ID: 100023 Time/Date: 01:39:56 PM PDT/ 06-28-2009
Name: Karen Callaghan
Email Address: EmailAddress@notprovided.com
Story: I took Diflucan One tablet and began to have reactions straight away. I had tingling in my mouth and my lips blew up to about 6 times their size. After when they began to deflate my lips became blistered and the inside of my mouth ulcerated. I am in extreme pain and 5 days after having this I went to the doctor and was told that I had SJS. I couldn't believe that taking something over the counter could cause such a horrible side effect.

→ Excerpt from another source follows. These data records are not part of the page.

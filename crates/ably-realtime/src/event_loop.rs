//! The single task that owns every state machine.
//!
//! Public handles, transport callbacks and timers all post a [`Command`];
//! the loop applies each one to the connection or channel machines and then
//! carries out the effects they return before taking the next command.

use std::collections::{HashMap, VecDeque};
use std::sync::Arc;
use std::time::Duration;

use tokio::sync::{mpsc, oneshot};

use crate::channel::{ChannelEffect, ChannelEvent, ChannelInput, ChannelStateMachine, ChannelTimer};
use crate::connection::{ConnectionEffect, ConnectionInput, ConnectionStateMachine, ConnectionTimer};
use crate::protocol::{ErrorInfo, PresenceAction, PresenceMessage, ProtocolMessage, error_code};
use crate::retry::RetryDelayCalculator;
use crate::subscribe::Subscriber;
use crate::transport::{Transport, TransportSink};
use crate::types::{ChannelState, Completion, ConnectionState, Event};

// ---------------------------------------------------------------------------
// Commands
// ---------------------------------------------------------------------------

#[derive(Debug)]
pub(crate) enum TransportEvent {
    Opened,
    Frame(ProtocolMessage),
    Closed(Option<ErrorInfo>),
}

#[derive(Debug, Clone)]
pub(crate) struct ConnectionSnapshot {
    pub state: ConnectionState,
    pub id: Option<String>,
    pub error_reason: Option<ErrorInfo>,
}

#[derive(Debug, Clone)]
pub(crate) struct ChannelSnapshot {
    pub state: ChannelState,
    pub error_reason: Option<ErrorInfo>,
}

#[derive(Debug)]
pub(crate) enum Command {
    Connect,
    Close,
    ConnectionState(oneshot::Sender<ConnectionSnapshot>),
    Transport {
        generation: u64,
        event: TransportEvent,
    },
    ConnectionTimer {
        timer: ConnectionTimer,
        generation: u64,
    },
    ChannelTimer {
        channel: String,
        timer: ChannelTimer,
        generation: u64,
    },
    /// Input for a channel, creating it on first use.
    Channel {
        name: String,
        params: Option<HashMap<String, String>>,
        input: ChannelInput,
    },
    ChannelState {
        name: String,
        reply: oneshot::Sender<ChannelSnapshot>,
    },
    PresenceGet {
        name: String,
        reply: oneshot::Sender<Vec<PresenceMessage>>,
    },
    Subscribe(Subscriber),
}

enum Work {
    Connection(ConnectionInput),
    Channel(String, ChannelInput),
}

// ---------------------------------------------------------------------------
// Event loop
// ---------------------------------------------------------------------------

pub(crate) struct EventLoopState {
    pub connection: ConnectionStateMachine,
    pub channels: HashMap<String, ChannelStateMachine>,
    pub transport: Box<dyn Transport>,
    pub transport_generation: u64,
    pub command_tx: mpsc::WeakUnboundedSender<Command>,
    pub subscribers: Vec<Subscriber>,
    pub channel_retry: Arc<dyn RetryDelayCalculator>,
    pub realtime_request_timeout: Duration,
}

pub(crate) async fn run_event_loop(mut p: EventLoopState, mut rx: mpsc::UnboundedReceiver<Command>) {
    while let Some(command) = rx.recv().await {
        p.handle_command(command);
    }
    tracing::debug!("All client handles dropped, shutting down");
    p.transport.close();
}

impl EventLoopState {
    fn handle_command(&mut self, command: Command) {
        match command {
            Command::Connect => self.dispatch(Work::Connection(ConnectionInput::Connect)),
            Command::Subscribe(subscriber) => self.subscribers.push(subscriber),
            Command::Close => self.dispatch(Work::Connection(ConnectionInput::Close)),
            Command::ConnectionState(reply) => {
                let _ = reply.send(ConnectionSnapshot {
                    state: self.connection.state(),
                    id: self.connection.connection_id().map(str::to_string),
                    error_reason: self.connection.error_reason().cloned(),
                });
            }
            Command::Transport { generation, event } => {
                if generation != self.transport_generation {
                    tracing::trace!(generation, current = self.transport_generation, "Event from replaced transport");
                    return;
                }
                let input = match event {
                    TransportEvent::Opened => ConnectionInput::TransportOpened,
                    TransportEvent::Frame(msg) => ConnectionInput::Inbound(msg),
                    TransportEvent::Closed(err) => ConnectionInput::TransportClosed(err),
                };
                self.dispatch(Work::Connection(input));
            }
            Command::ConnectionTimer { timer, generation } => {
                self.dispatch(Work::Connection(ConnectionInput::Timer(timer, generation)));
            }
            Command::ChannelTimer {
                channel,
                timer,
                generation,
            } => self.dispatch(Work::Channel(channel, ChannelInput::Timer(timer, generation))),
            Command::Channel {
                name,
                params,
                input,
            } => {
                self.ensure_channel(&name, params);
                self.dispatch(Work::Channel(name, input));
            }
            Command::ChannelState { name, reply } => {
                let snapshot = match self.channels.get(&name) {
                    Some(ch) => ChannelSnapshot {
                        state: ch.state(),
                        error_reason: ch.error_reason().cloned(),
                    },
                    None => ChannelSnapshot {
                        state: ChannelState::Initialized,
                        error_reason: None,
                    },
                };
                let _ = reply.send(snapshot);
            }
            Command::PresenceGet { name, reply } => {
                let mut members: Vec<PresenceMessage> = self
                    .channels
                    .get(&name)
                    .map(|ch| {
                        ch.presence()
                            .members()
                            .values()
                            .filter(|m| m.action != PresenceAction::Absent)
                            .cloned()
                            .collect()
                    })
                    .unwrap_or_default();
                members.sort_by_key(PresenceMessage::member_key);
                let _ = reply.send(members);
            }
        }
    }

    fn ensure_channel(&mut self, name: &str, params: Option<HashMap<String, String>>) {
        if self.channels.contains_key(name) {
            return;
        }
        tracing::debug!(channel = %name, "Creating channel");
        let mut channel = ChannelStateMachine::new(
            name,
            self.realtime_request_timeout,
            self.channel_retry.clone(),
            self.connection.watch_connection_id(),
        )
        .with_connection_state(self.connection.state());
        if let Some(params) = params {
            channel = channel.with_params(params);
        }
        self.channels.insert(name.to_string(), channel);
    }

    /// Run `first` and everything it triggers to completion.
    fn dispatch(&mut self, first: Work) {
        let mut queue = VecDeque::from([first]);
        while let Some(work) = queue.pop_front() {
            match work {
                Work::Connection(input) => {
                    for effect in self.connection.handle(input) {
                        self.apply_connection_effect(effect, &mut queue);
                    }
                }
                Work::Channel(name, input) => {
                    let Some(channel) = self.channels.get_mut(&name) else {
                        tracing::debug!(channel = %name, "Input for unknown channel");
                        continue;
                    };
                    for effect in channel.handle(input) {
                        self.apply_channel_effect(&name, effect, &mut queue);
                    }
                }
            }
        }
    }

    // -----------------------------------------------------------------------
    // Effects
    // -----------------------------------------------------------------------

    fn apply_connection_effect(&mut self, effect: ConnectionEffect, queue: &mut VecDeque<Work>) {
        match effect {
            ConnectionEffect::OpenTransport { resume_key } => {
                self.transport_generation += 1;
                let sink = TransportSink::new(self.command_tx.clone(), self.transport_generation);
                self.transport.open(resume_key.as_deref(), sink);
            }
            ConnectionEffect::CloseTransport => {
                self.transport.close();
                self.transport_generation += 1;
            }
            ConnectionEffect::SendFrame(msg) => {
                let action = msg.action;
                if let Err(e) = self.transport.send(msg) {
                    tracing::warn!(?action, "Transport send failed: {e}");
                    let err = ErrorInfo::new(error_code::DISCONNECTED, None, e.to_string());
                    queue.push_back(Work::Connection(ConnectionInput::TransportClosed(Some(err))));
                }
            }
            ConnectionEffect::ScheduleTimer {
                timer,
                delay,
                generation,
            } => self.spawn_timer(delay, Command::ConnectionTimer { timer, generation }),
            ConnectionEffect::Emit(change) => self.publish(Event::ConnectionStateChange(change)),
            ConnectionEffect::NotifyChannels { change, resumed } => {
                let mut names: Vec<&String> = self.channels.keys().collect();
                names.sort();
                for name in names {
                    queue.push_back(Work::Channel(
                        name.clone(),
                        ChannelInput::ConnectionStateChanged {
                            current: change.current,
                            reason: change.reason.clone(),
                            resumed,
                        },
                    ));
                }
            }
            ConnectionEffect::RouteToChannel(msg) => {
                let Some(name) = msg.channel.clone() else {
                    return;
                };
                if !self.channels.contains_key(&name) {
                    tracing::debug!(channel = %name, action = ?msg.action, "Frame for unknown channel");
                    return;
                }
                queue.push_back(Work::Channel(name, ChannelInput::Inbound(msg)));
            }
            ConnectionEffect::Complete { completion, result } => completion.complete(result),
        }
    }

    fn apply_channel_effect(&mut self, name: &str, effect: ChannelEffect, queue: &mut VecDeque<Work>) {
        match effect {
            ChannelEffect::Send {
                message,
                completion,
            } => queue.push_back(Work::Connection(ConnectionInput::Send {
                message,
                completion: completion.unwrap_or_else(Completion::noop),
            })),
            ChannelEffect::ScheduleTimer {
                timer,
                delay,
                generation,
            } => self.spawn_timer(
                delay,
                Command::ChannelTimer {
                    channel: name.to_string(),
                    timer,
                    generation,
                },
            ),
            ChannelEffect::Emit(event) => {
                let channel = name.to_string();
                self.publish(match event {
                    ChannelEvent::StateChange(change) => Event::ChannelStateChange { channel, change },
                    ChannelEvent::Message(message) => Event::Message { channel, message },
                    ChannelEvent::Presence(message) => Event::Presence { channel, message },
                });
            }
            ChannelEffect::Complete { completion, result } => completion.complete(result),
            ChannelEffect::RequestConnect => queue.push_back(Work::Connection(ConnectionInput::Connect)),
        }
    }

    fn publish(&mut self, event: Event) {
        self.subscribers.retain(|subscriber| subscriber.deliver(&event));
    }

    fn spawn_timer(&self, delay: Duration, command: Command) {
        let tx = self.command_tx.clone();
        tokio::spawn(async move {
            tokio::time::sleep(delay).await;
            if let Some(tx) = tx.upgrade() {
                let _ = tx.send(command);
            }
        });
    }
}
//! Ably protocol message shapes, action numbering, and flag constants.
//!
//! These types describe what flows through the [`Transport`](crate::Transport)
//! seam. They derive serde so a transport can pick JSON or MessagePack, but no
//! codec lives in this crate.

use std::collections::HashMap;
use std::fmt;

use serde::{Deserialize, Serialize};

// ---------------------------------------------------------------------------
// Protocol actions
// ---------------------------------------------------------------------------

/// Protocol message action, numbered as on the wire.
#[derive(Debug, Clone, Copy, PartialEq, Eq, Hash, Default, Serialize, Deserialize)]
#[serde(from = "i32", into = "i32")]
pub enum Action {
    #[default]
    Heartbeat,
    Ack,
    Nack,
    Connect,
    Connected,
    Disconnect,
    Disconnected,
    Close,
    Closed,
    Error,
    Attach,
    Attached,
    Detach,
    Detached,
    Presence,
    Message,
    Sync,
    Auth,
    /// An action this engine does not know about; logged and ignored.
    Unknown(i32),
}

impl From<i32> for Action {
    fn from(value: i32) -> Self {
        match value {
            0 => Action::Heartbeat,
            1 => Action::Ack,
            2 => Action::Nack,
            3 => Action::Connect,
            4 => Action::Connected,
            5 => Action::Disconnect,
            6 => Action::Disconnected,
            7 => Action::Close,
            8 => Action::Closed,
            9 => Action::Error,
            10 => Action::Attach,
            11 => Action::Attached,
            12 => Action::Detach,
            13 => Action::Detached,
            14 => Action::Presence,
            15 => Action::Message,
            16 => Action::Sync,
            17 => Action::Auth,
            other => Action::Unknown(other),
        }
    }
}

impl From<Action> for i32 {
    fn from(action: Action) -> Self {
        match action {
            Action::Heartbeat => 0,
            Action::Ack => 1,
            Action::Nack => 2,
            Action::Connect => 3,
            Action::Connected => 4,
            Action::Disconnect => 5,
            Action::Disconnected => 6,
            Action::Close => 7,
            Action::Closed => 8,
            Action::Error => 9,
            Action::Attach => 10,
            Action::Attached => 11,
            Action::Detach => 12,
            Action::Detached => 13,
            Action::Presence => 14,
            Action::Message => 15,
            Action::Sync => 16,
            Action::Auth => 17,
            Action::Unknown(n) => n,
        }
    }
}

impl Action {
    /// Actions the server acknowledges with ACK/NACK.
    pub fn ack_required(self) -> bool {
        matches!(self, Action::Message | Action::Presence)
    }
}

pub mod error_code {
    pub const FAILED: i32 = 80000;
    pub const SUSPENDED: i32 = 80002;
    pub const DISCONNECTED: i32 = 80003;
    pub const TIMEOUT: i32 = 80014;
    pub const CONNECTION_CLOSED: i32 = 80017;
    pub const CHANNEL_OPERATION_FAILED: i32 = 90000;
    pub const CHANNEL_OPERATION_FAILED_INVALID_STATE: i32 = 90001;
    pub const CHANNEL_DETACHED: i32 = 90006;
    pub const CHANNEL_ATTACH_TIMEOUT: i32 = 90007;
    pub const PRESENCE_NO_CLIENT_ID: i32 = 91000;
    pub const PRESENCE_INVALID_CHANNEL_STATE: i32 = 91001;
}

pub mod flags {
    pub const HAS_PRESENCE: i32 = 1;
    pub const HAS_BACKLOG: i32 = 2;
    pub const RESUMED: i32 = 4;
    pub const ATTACH_RESUME: i32 = 1 << 5; // 32
}

// ---------------------------------------------------------------------------
// Wire shapes
// ---------------------------------------------------------------------------

#[derive(Debug, Clone, PartialEq, Serialize, Deserialize, Default)]
#[serde(default, rename_all = "camelCase")]
pub struct ProtocolMessage {
    pub action: Action,
    pub id: Option<String>,
    pub channel: Option<String>,
    /// Attach resume point; on SYNC frames, the `<sequenceId>:<cursor>` pair.
    pub channel_serial: Option<String>,
    pub connection_id: Option<String>,
    pub connection_key: Option<String>,
    pub connection_details: Option<ConnectionDetails>,
    pub msg_serial: Option<i64>,
    pub count: Option<i64>,
    pub flags: Option<i32>,
    pub error: Option<ErrorInfo>,
    pub messages: Option<Vec<Message>>,
    pub presence: Option<Vec<PresenceMessage>>,
    pub timestamp: Option<i64>,
    pub params: Option<HashMap<String, String>>,
}

impl ProtocolMessage {
    pub fn new(action: Action) -> Self {
        Self {
            action,
            ..Default::default()
        }
    }

    pub fn has_flag(&self, flag: i32) -> bool {
        self.flags.unwrap_or(0) & flag != 0
    }
}

#[derive(Debug, Clone, PartialEq, Serialize, Deserialize, Default)]
#[serde(default, rename_all = "camelCase")]
pub struct ConnectionDetails {
    pub client_id: Option<String>,
    pub connection_key: Option<String>,
    /// Milliseconds.
    pub connection_state_ttl: Option<i64>,
    /// Milliseconds.
    pub max_idle_interval: Option<i64>,
    pub max_message_size: Option<i64>,
    pub server_id: Option<String>,
}

/// Error details carried by ERROR, DISCONNECTED, DETACHED and NACK frames, and
/// by every state change the engine emits.
#[derive(Debug, Clone, PartialEq, Eq, Serialize, Deserialize, Default, thiserror::Error)]
#[serde(default, rename_all = "camelCase")]
#[error("code={code}, {message}")]
pub struct ErrorInfo {
    pub code: i32,
    pub status_code: Option<i32>,
    pub message: String,
}

impl ErrorInfo {
    pub fn new(code: i32, status_code: Option<i32>, message: impl Into<String>) -> Self {
        Self {
            code,
            status_code,
            message: message.into(),
        }
    }
}

pub(crate) fn error_or_unknown(error: Option<ErrorInfo>) -> ErrorInfo {
    error.unwrap_or_else(|| ErrorInfo {
        code: error_code::FAILED,
        status_code: None,
        message: "no error details from server".to_string(),
    })
}

#[derive(Debug, Clone, PartialEq, Serialize, Deserialize, Default)]
#[serde(default, rename_all = "camelCase")]
pub struct Message {
    pub id: Option<String>,
    pub name: Option<String>,
    pub data: Option<serde_json::Value>,
    pub client_id: Option<String>,
    pub connection_id: Option<String>,
    pub timestamp: Option<i64>,
    pub encoding: Option<String>,
}

/// Presence action, numbered as on the wire.
#[derive(Debug, Clone, Copy, PartialEq, Eq, Hash, Default, Serialize, Deserialize)]
#[serde(try_from = "u8", into = "u8")]
pub enum PresenceAction {
    #[default]
    Absent,
    Present,
    Enter,
    Leave,
    Update,
}

impl TryFrom<u8> for PresenceAction {
    type Error = String;

    fn try_from(value: u8) -> Result<Self, Self::Error> {
        match value {
            0 => Ok(PresenceAction::Absent),
            1 => Ok(PresenceAction::Present),
            2 => Ok(PresenceAction::Enter),
            3 => Ok(PresenceAction::Leave),
            4 => Ok(PresenceAction::Update),
            other => Err(format!("unknown presence action {other}")),
        }
    }
}

impl From<PresenceAction> for u8 {
    fn from(action: PresenceAction) -> Self {
        match action {
            PresenceAction::Absent => 0,
            PresenceAction::Present => 1,
            PresenceAction::Enter => 2,
            PresenceAction::Leave => 3,
            PresenceAction::Update => 4,
        }
    }
}

impl fmt::Display for PresenceAction {
    fn fmt(&self, f: &mut fmt::Formatter<'_>) -> fmt::Result {
        let s = match self {
            PresenceAction::Absent => "absent",
            PresenceAction::Present => "present",
            PresenceAction::Enter => "enter",
            PresenceAction::Leave => "leave",
            PresenceAction::Update => "update",
        };
        f.write_str(s)
    }
}

#[derive(Debug, Clone, PartialEq, Serialize, Deserialize, Default)]
#[serde(default, rename_all = "camelCase")]
pub struct PresenceMessage {
    pub action: PresenceAction,
    /// `<connectionId>:<msgSerial>:<index>` for messages echoed from their
    /// origin connection.
    pub id: Option<String>,
    pub client_id: Option<String>,
    pub connection_id: Option<String>,
    pub data: Option<serde_json::Value>,
    /// Milliseconds since the epoch.
    pub timestamp: Option<i64>,
    pub encoding: Option<String>,
}

/// Components of a presence message id.
#[derive(Debug, Clone, Copy, PartialEq, Eq)]
pub struct PresenceId<'a> {
    pub connection_id: &'a str,
    pub msg_serial: i64,
    pub index: i64,
}

impl PresenceMessage {
    /// Key identifying a member within a channel's presence set.
    pub fn member_key(&self) -> String {
        format!(
            "{}:{}",
            self.client_id.as_deref().unwrap_or(""),
            self.connection_id.as_deref().unwrap_or("")
        )
    }

    /// Parse `id` as `<connectionId>:<msgSerial>:<index>`.
    pub fn parse_id(&self) -> Option<PresenceId<'_>> {
        let id = self.id.as_deref()?;
        let mut parts = id.rsplitn(3, ':');
        let index = parts.next()?.parse().ok()?;
        let msg_serial = parts.next()?.parse().ok()?;
        let connection_id = parts.next()?;
        Some(PresenceId {
            connection_id,
            msg_serial,
            index,
        })
    }

    /// A message whose id was not assigned by its origin connection (server
    /// generated leaves, REST-injected members) can only be ordered by
    /// timestamp.
    pub fn is_synthesized(&self) -> bool {
        match (self.parse_id(), self.connection_id.as_deref()) {
            (Some(parsed), Some(conn)) => parsed.connection_id != conn,
            _ => true,
        }
    }
}

// ---------------------------------------------------------------------------
// Frame builders
// ---------------------------------------------------------------------------

pub fn build_attach_msg(
    channel: &str,
    params: Option<&HashMap<String, String>>,
    channel_serial: Option<&str>,
) -> ProtocolMessage {
    let (cs, f) = match channel_serial {
        Some(s) => (Some(s.to_string()), Some(flags::ATTACH_RESUME)),
        None => (None, None),
    };
    ProtocolMessage {
        action: Action::Attach,
        channel: Some(channel.to_string()),
        channel_serial: cs,
        flags: f,
        params: params.cloned(),
        ..Default::default()
    }
}

pub fn build_detach_msg(channel: &str) -> ProtocolMessage {
    ProtocolMessage {
        action: Action::Detach,
        channel: Some(channel.to_string()),
        ..Default::default()
    }
}

// ---------------------------------------------------------------------------
// Tests
// ---------------------------------------------------------------------------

Anyone who is debating taking Diflucan One and has this problem, please don't.
Add Email to Story: No

ID: 100022 Time/Date: 01:38:32 PM PDT/ 06-28-2009
Name: CAROL LANDBERG
Email Address: EmailAddress@notprovided.com
Story: This happened about 25 years ago. I went to my doctor for a persistent cold and was sitting in the "inner" waiting room when the doctor walked through as he was attending to another patient. He stopped in his tracks as he passed me waiting. Fortunately, it was summer time and I was in bermuda shorts. I had not noticed the blotchy bruises that were appearing on my legs. He did. He pulled me into an examination room; and after examining me and asking if I had taken any medicine, he told me that I had SJS onset from the sulfa medicine prescribed to me by another doctor. He told me about SJS and its seriousness. He put me on liquid potassium drops which I had to take (in decreasing doses) for 3 months.
Add Email to Story: No

ID: 100021 Time/Date: 01:37:10 PM PDT/ 06-28-2009
Name: roseanna ayres
Email Address: EmailAddress@notprovided.com
Story: I have been a critical care nurse for 25 years, but when I developed SJS/TENS in June, 1996, I had never heard of the diagnosis. I had seen one case of TENS caused by beta strep septicemia where I worked. I had been seeing an internal medicine physician from my hospital for at least a year due to chronic autoimmune symptoms. I had several symptoms of Lupus, but a negative ANA. Although I had been diagnosed with JRA and asthma at the age of 4 and with fibromyalgia in 1994, my doctor could not find anything else wrong. He even went so far as to imply my repeated visits and symptoms were a cry of attention from him! (At the time I was married with children ages 7, 4, 2). Needless to say, I was quite upset. I was finally given another NSAID to try, Feldene. I took the drug for two weeks before SJS symptoms developed. I woke up one morning with hives on my chest, face and arms. Thinking that I was having an allergic reaction to something that I ate the night before, I took a dose of Benadryl. It was my day off work, so I went about the daily mommy chores. The symptoms seemed to be getting worse, but since I was home and without a babysitter, I chose to take more Benadryl. As with most patients in shock, I did not realize how much danger I was in. I called my physician and left a message with the medical assistant. I never received a return phone call. By the time my husband returned home from work, I began to notice blisters inside my mouth and my eyes were hurting really bad. Despite how I felt, my husband insisted we go out to eat and then pick out the color for our new minivan. I continued to complain to my husband (who ignored me) and by the time we returned home I asked him if he thought I looked bad enough to go to the ER. He said he didn't think so, but to wake him up if I felt like I needed to go. Three hours later I drove myself to the ER without even waking him to tell him I was leaving. By the time I got to the hospital I could barely see the big red "emergency" sign at the entrance.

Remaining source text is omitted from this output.